The spokesperson of the United Nations -UN-backed World Food Programme –WFP Tomson Phiri has told journalists that more than one million children are already malnourished.
Phiri while speaking to journalists in Geneva said, following years of insecurity linked to non-State armed groups have disrupted livelihoods and forced hundreds of thousands of people to flee in search of shelter with more than half a million women, men, and children in northeastern Nigeria.
He disclosed that the agency may have to cut rations if at least $55 million in new funding is not found else the number of the affected communities facing severe hunger would probably make it the highest since the crisis exploded in 2016.
Phiri also noted that approximately 4.4 million people are facing acute food insecurity in the conflict-affected states of Borno, Adamawa, and Yobe States in Nigeria.

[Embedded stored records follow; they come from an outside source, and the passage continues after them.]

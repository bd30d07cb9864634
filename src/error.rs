use std::io;

use thiserror::Error;

pub type Result<T> = std::result::Result<T, Error>;

#[derive(Debug, Error, PartialEq, Eq, Clone)]
#[non_exhaustive]
pub enum Error {
    #[error("bad descriptor")]
    ErrBadDescriptor,
    #[error("invalid argument")]
    ErrInvalidArgument,
    #[error("address string is not parseable")]
    ErrAddressParse,
    #[error("address family not supported")]
    ErrFamilyUnsupported,
    #[error("path name too long")]
    ErrNameTooLong,
    #[error("too many addresses")]
    ErrTooManyAddresses,

    #[error("resource temporarily unavailable")]
    ErrAgain,
    #[error("operation now in progress")]
    ErrInProgress,
    #[error("out of memory")]
    ErrOutOfMemory,
    #[error("descriptor table is full")]
    ErrTableFull,

    #[error("socket is not connected")]
    ErrNotConnected,
    #[error("socket is already connected")]
    ErrIsConnected,
    #[error("destination address required")]
    ErrDestinationRequired,
    #[error("connection aborted by peer")]
    ErrConnectionAborted,
    #[error("association has been shut down")]
    ErrShutdown,
    #[error("broken pipe")]
    ErrBrokenPipe,
    #[error("operation not supported on this socket")]
    ErrOpNotSupported,

    #[error("address already in use")]
    ErrAddressInUse,
    #[error("address not available")]
    ErrAddressNotAvailable,
    #[error("permission denied")]
    ErrPermissionDenied,
    #[error("SCTP engine is not available")]
    ErrEngineUnavailable,
    #[error("protocol not supported")]
    ErrProtocolUnavailable,

    #[error("input/output error")]
    ErrIo,

    #[error("raw is too small for a common packet header")]
    ErrPacketHeaderTooSmall,
    #[error("packet checksum mismatch")]
    ErrChecksumMismatch,
    #[error("chunk has invalid length")]
    ErrChunkInvalidLength,
    #[error("unknown chunk type")]
    ErrUnknownChunkType,

    #[error("os error {0}")]
    Os(i32),
}

impl Error {
    /// Positive errno value for the BSD-style API surface. Callers that
    /// need the C convention return `-1` and store this in `errno`.
    pub fn errno(&self) -> i32 {
        match self {
            Error::ErrBadDescriptor => libc::EBADF,
            Error::ErrInvalidArgument
            | Error::ErrAddressParse
            | Error::ErrFamilyUnsupported
            | Error::ErrTooManyAddresses => libc::EINVAL,
            Error::ErrNameTooLong => libc::ENAMETOOLONG,
            Error::ErrAgain => libc::EAGAIN,
            Error::ErrInProgress => libc::EINPROGRESS,
            Error::ErrOutOfMemory | Error::ErrTableFull => libc::ENOMEM,
            Error::ErrNotConnected => libc::ENOTCONN,
            Error::ErrIsConnected => libc::EISCONN,
            Error::ErrDestinationRequired => libc::EDESTADDRREQ,
            Error::ErrConnectionAborted => libc::ECONNABORTED,
            Error::ErrShutdown => libc::ESHUTDOWN,
            Error::ErrBrokenPipe => libc::EPIPE,
            Error::ErrOpNotSupported => libc::EOPNOTSUPP,
            Error::ErrAddressInUse => libc::EADDRINUSE,
            Error::ErrAddressNotAvailable => libc::EADDRNOTAVAIL,
            Error::ErrPermissionDenied => libc::EACCES,
            Error::ErrEngineUnavailable => libc::ENXIO,
            Error::ErrProtocolUnavailable => libc::EPROTONOSUPPORT,
            Error::ErrIo
            | Error::ErrPacketHeaderTooSmall
            | Error::ErrChecksumMismatch
            | Error::ErrChunkInvalidLength
            | Error::ErrUnknownChunkType => libc::EIO,
            Error::Os(errno) => *errno,
        }
    }

    /// Maps a positive errno back onto the matching error kind. Used when a
    /// System descriptor call is delegated one-to-one to the host OS.
    pub fn from_errno(errno: i32) -> Self {
        match errno {
            libc::EBADF => Error::ErrBadDescriptor,
            libc::EINVAL => Error::ErrInvalidArgument,
            libc::EAGAIN => Error::ErrAgain,
            libc::EINPROGRESS => Error::ErrInProgress,
            libc::ENOMEM => Error::ErrOutOfMemory,
            libc::ENOTCONN => Error::ErrNotConnected,
            libc::EISCONN => Error::ErrIsConnected,
            libc::ECONNABORTED => Error::ErrConnectionAborted,
            libc::ESHUTDOWN => Error::ErrShutdown,
            libc::EPIPE => Error::ErrBrokenPipe,
            libc::EOPNOTSUPP => Error::ErrOpNotSupported,
            libc::EADDRINUSE => Error::ErrAddressInUse,
            libc::EADDRNOTAVAIL => Error::ErrAddressNotAvailable,
            libc::EACCES => Error::ErrPermissionDenied,
            other => Error::Os(other),
        }
    }
}

impl From<Error> for io::Error {
    fn from(error: Error) -> Self {
        match error {
            e @ Error::ErrShutdown => io::Error::new(io::ErrorKind::UnexpectedEof, e.to_string()),
            e @ Error::ErrConnectionAborted => {
                io::Error::new(io::ErrorKind::ConnectionAborted, e.to_string())
            }
            e @ Error::ErrAgain => io::Error::new(io::ErrorKind::WouldBlock, e.to_string()),
            e => io::Error::new(io::ErrorKind::Other, e.to_string()),
        }
    }
}

impl From<io::Error> for Error {
    fn from(error: io::Error) -> Self {
        match error.raw_os_error() {
            Some(errno) => Error::from_errno(errno),
            None => Error::ErrIo,
        }
    }
}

He also said that COVID-19 had pushed up food prices and limited food supply and that the number of internally displaced people surpassed two million in September – reaching another grim milestone.

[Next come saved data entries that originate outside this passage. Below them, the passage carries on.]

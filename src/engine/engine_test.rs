use super::packet::{Chunk, Packet};
use super::*;
use crate::address::SocketAddress;
use crate::error::Result;

use bytes::Bytes;
use std::time::{Duration, Instant};

fn local(port: u16) -> Vec<SocketAddress> {
    vec![SocketAddress::parse("127.0.0.1", port).unwrap()]
}

/// Drains engine IO until `pred` matches an event or the timeout elapses.
fn pump_until(
    engine: &mut DatagramEngine,
    waiter: &mut Box<dyn EngineWaiter>,
    collected: &mut Vec<Event>,
    pred: impl Fn(&Event) -> bool,
    timeout: Duration,
) -> bool {
    let deadline = Instant::now() + timeout;
    loop {
        if collected.iter().any(&pred) {
            return true;
        }
        if Instant::now() >= deadline {
            return false;
        }
        let ready = waiter.wait(Some(Duration::from_millis(20)));
        let mut out = Vec::new();
        engine.drive(&ready, &mut out);
        collected.append(&mut out);
    }
}

#[test]
fn test_packet_marshal_unmarshal_round_trip() -> Result<()> {
    let packet = Packet {
        source_port: 5000,
        destination_port: 4711,
        verification_tag: 0xdeadbeef,
        chunks: vec![
            Chunk::Data {
                tsn: 42,
                stream: 3,
                ssn: 7,
                ppid: 99,
                unordered: false,
                user_data: Bytes::from_static(b"Hello"),
            },
            Chunk::Shutdown,
        ],
    };
    let raw = packet.marshal(true);
    let parsed = Packet::unmarshal(&raw, true)?;
    assert_eq!(packet, parsed);
    Ok(())
}

#[test]
fn test_packet_checksum_detects_corruption() -> Result<()> {
    let packet = Packet {
        source_port: 1,
        destination_port: 2,
        verification_tag: 3,
        chunks: vec![Chunk::Abort],
    };
    let raw = packet.marshal(true);
    let mut corrupted = raw.to_vec();
    *corrupted.last_mut().unwrap() ^= 0xff;
    let result = Packet::unmarshal(&Bytes::from(corrupted), true);
    assert_eq!(result, Err(crate::error::Error::ErrChecksumMismatch));
    Ok(())
}

#[test]
fn test_init_chunk_round_trip_with_addresses() -> Result<()> {
    let packet = Packet {
        source_port: 9,
        destination_port: 10,
        verification_tag: 0,
        chunks: vec![Chunk::Init {
            initiate_tag: 77,
            out_streams: 10,
            in_streams: 5,
            initial_tsn: 1000,
            addresses: vec!["127.0.0.1".to_string(), "10.0.0.1".to_string()],
        }],
    };
    let raw = packet.marshal(true);
    let parsed = Packet::unmarshal(&raw, true)?;
    assert_eq!(packet, parsed);
    Ok(())
}

#[test]
fn test_handshake_data_and_shutdown() -> Result<()> {
    let mut engine = DatagramEngine::new()?;
    let mut waiter = engine.attach_waiter()?;

    let server = engine.register_instance(0, 8, 8, &local(0))?;
    let server_port = engine.local_addresses(server)?[0].port();
    let client = engine.register_instance(0, 8, 8, &local(0))?;

    let dest = local(server_port);
    let assoc = engine.associate(client, 4, &dest, server_port)?;
    assert!(engine.instance_of(assoc) == Some(client));

    let mut events = Vec::new();
    assert!(
        pump_until(
            &mut engine,
            &mut waiter,
            &mut events,
            |e| matches!(e, Event::CommunicationUp { assoc_id, .. } if *assoc_id == assoc),
            Duration::from_secs(2),
        ),
        "client association must come up"
    );
    // The server side produced its own association and CommunicationUp.
    let server_assoc = events
        .iter()
        .find_map(|e| match e {
            Event::CommunicationUp { assoc_id, .. } if *assoc_id != assoc => Some(*assoc_id),
            _ => None,
        })
        .expect("server side association must come up");
    assert_eq!(engine.instance_of(server_assoc), Some(server));

    // Data, client to server.
    let sent = engine.send(assoc, 0, b"Test #1", 0x29, SCTP_INFINITE_LIFETIME, false, false)?;
    assert_eq!(sent, SendResult::Sent);
    assert!(
        pump_until(
            &mut engine,
            &mut waiter,
            &mut events,
            |e| matches!(e, Event::DataArrive { assoc_id, .. } if *assoc_id == server_assoc),
            Duration::from_secs(2),
        ),
        "server must see the message"
    );
    let chunk = engine.receive(server_assoc, 0, 1024, false)?;
    assert_eq!(&chunk.data[..], b"Test #1");

    // Graceful shutdown initiated by the client.
    engine.shutdown(assoc);
    assert!(
        pump_until(
            &mut engine,
            &mut waiter,
            &mut events,
            |e| matches!(e, Event::ShutdownComplete { assoc_id } if *assoc_id == assoc),
            Duration::from_secs(2),
        ),
        "initiator must observe shutdown-complete"
    );
    assert!(
        pump_until(
            &mut engine,
            &mut waiter,
            &mut events,
            |e| matches!(e, Event::ShutdownComplete { assoc_id } if *assoc_id == server_assoc),
            Duration::from_secs(2),
        ),
        "peer must observe shutdown-complete"
    );
    assert!(events
        .iter()
        .any(|e| matches!(e, Event::ShutdownReceived { assoc_id } if *assoc_id == server_assoc)));

    engine.delete_association(assoc)?;
    engine.delete_association(server_assoc)?;
    assert_eq!(engine.instance_of(assoc), None);
    Ok(())
}

#[test]
fn test_partial_receive_keeps_tail() -> Result<()> {
    let mut engine = DatagramEngine::new()?;
    let mut waiter = engine.attach_waiter()?;
    let server = engine.register_instance(0, 1, 1, &local(0))?;
    let server_port = engine.local_addresses(server)?[0].port();
    let client = engine.register_instance(0, 1, 1, &local(0))?;
    let assoc = engine.associate(client, 1, &local(server_port), server_port)?;

    let mut events = Vec::new();
    assert!(pump_until(
        &mut engine,
        &mut waiter,
        &mut events,
        |e| matches!(e, Event::CommunicationUp { assoc_id, .. } if *assoc_id == assoc),
        Duration::from_secs(2),
    ));
    let server_assoc = events
        .iter()
        .find_map(|e| match e {
            Event::CommunicationUp { assoc_id, .. } if *assoc_id != assoc => Some(*assoc_id),
            _ => None,
        })
        .unwrap();

    let message = vec![0x5a; 10000];
    engine.send(assoc, 0, &message, 0, SCTP_INFINITE_LIFETIME, false, false)?;
    assert!(pump_until(
        &mut engine,
        &mut waiter,
        &mut events,
        |e| matches!(e, Event::DataArrive { assoc_id, length, .. } if *assoc_id == server_assoc && *length == 10000),
        Duration::from_secs(2),
    ));

    // Peek does not consume.
    let peeked = engine.receive(server_assoc, 0, 4096, true)?;
    assert_eq!(peeked.data.len(), 4096);
    let first = engine.receive(server_assoc, 0, 4096, false)?;
    assert_eq!(peeked.data, first.data);

    let second = engine.receive(server_assoc, 0, 4096, false)?;
    assert_eq!(second.data.len(), 4096);
    let third = engine.receive(server_assoc, 0, 4096, false)?;
    assert_eq!(third.data.len(), 1808);
    assert_eq!(first.tsn, third.tsn, "one message, one TSN");
    Ok(())
}

#[test]
fn test_init_failure_reports_communication_lost() -> Result<()> {
    let mut engine = DatagramEngine::new()?;
    let mut waiter = engine.attach_waiter()?;
    let client = engine.register_instance(0, 1, 1, &local(0))?;
    let mut parameters = engine.instance_parameters(client)?;
    parameters.rto_max = 30;
    parameters.max_init_retransmits = 2;
    engine.set_instance_parameters(client, &parameters)?;

    // Nobody listens on this port.
    let assoc = engine.associate(client, 1, &local(9), 9)?;
    let mut events = Vec::new();
    assert!(
        pump_until(
            &mut engine,
            &mut waiter,
            &mut events,
            |e| matches!(
                e,
                Event::CommunicationLost {
                    assoc_id,
                    reason: LossReason::InitFailed,
                } if *assoc_id == assoc
            ),
            Duration::from_secs(2),
        ),
        "exhausted INIT attempts must report communication lost"
    );
    Ok(())
}

#[test]
fn test_abort_reaches_peer() -> Result<()> {
    let mut engine = DatagramEngine::new()?;
    let mut waiter = engine.attach_waiter()?;
    let server = engine.register_instance(0, 1, 1, &local(0))?;
    let server_port = engine.local_addresses(server)?[0].port();
    let client = engine.register_instance(0, 1, 1, &local(0))?;
    let assoc = engine.associate(client, 1, &local(server_port), server_port)?;

    let mut events = Vec::new();
    assert!(pump_until(
        &mut engine,
        &mut waiter,
        &mut events,
        |e| matches!(e, Event::CommunicationUp { assoc_id, .. } if *assoc_id == assoc),
        Duration::from_secs(2),
    ));
    let server_assoc = events
        .iter()
        .find_map(|e| match e {
            Event::CommunicationUp { assoc_id, .. } if *assoc_id != assoc => Some(*assoc_id),
            _ => None,
        })
        .unwrap();

    engine.abort(assoc);
    assert!(
        pump_until(
            &mut engine,
            &mut waiter,
            &mut events,
            |e| matches!(
                e,
                Event::CommunicationLost { assoc_id, reason: LossReason::PeerAbort }
                    if *assoc_id == server_assoc
            ),
            Duration::from_secs(2),
        ),
        "peer must observe the abort"
    );
    // The aborting side hears about it through the same event path.
    assert!(events.iter().any(|e| matches!(
        e,
        Event::CommunicationLost { assoc_id, .. } if *assoc_id == assoc
    )));
    Ok(())
}

#[test]
fn test_association_status_and_parameters() -> Result<()> {
    let mut engine = DatagramEngine::new()?;
    let _waiter = engine.attach_waiter()?;
    let client = engine.register_instance(0, 2, 2, &local(0))?;
    let assoc = engine.associate(client, 2, &local(1), 1)?;

    let mut status = engine.association_status(assoc)?;
    assert_eq!(status.state, AssocState::CookieWait);
    assert_eq!(status.dest_port, 1);
    assert_eq!(status.primary_destination_address, "127.0.0.1");

    status.rto_max = 12345;
    engine.set_association_status(assoc, &status)?;
    assert_eq!(engine.association_status(assoc)?.rto_max, 12345);
    Ok(())
}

WFP’s Regional Director for West Africa Chris Nikoi in his own words also observed during a recent visit to the crisis region of Nigeria that “cutting rations means choosing who gets to eat and who goes to bed hungry saying that WFP’s food assistance is “a lifeline for millions whose lives have been upended by conflict and have almost nothing to survive on, he said.
Nikoi said that though WFP has been providing life-saving food and nutrition assistance to the severely food insecure, displaced families in camps, and to vulnerable people living in host communities, he, however, said that to sustain humanitarian operations in northeast Nigeria until March 2022, the sum of $197 million is urgently needed.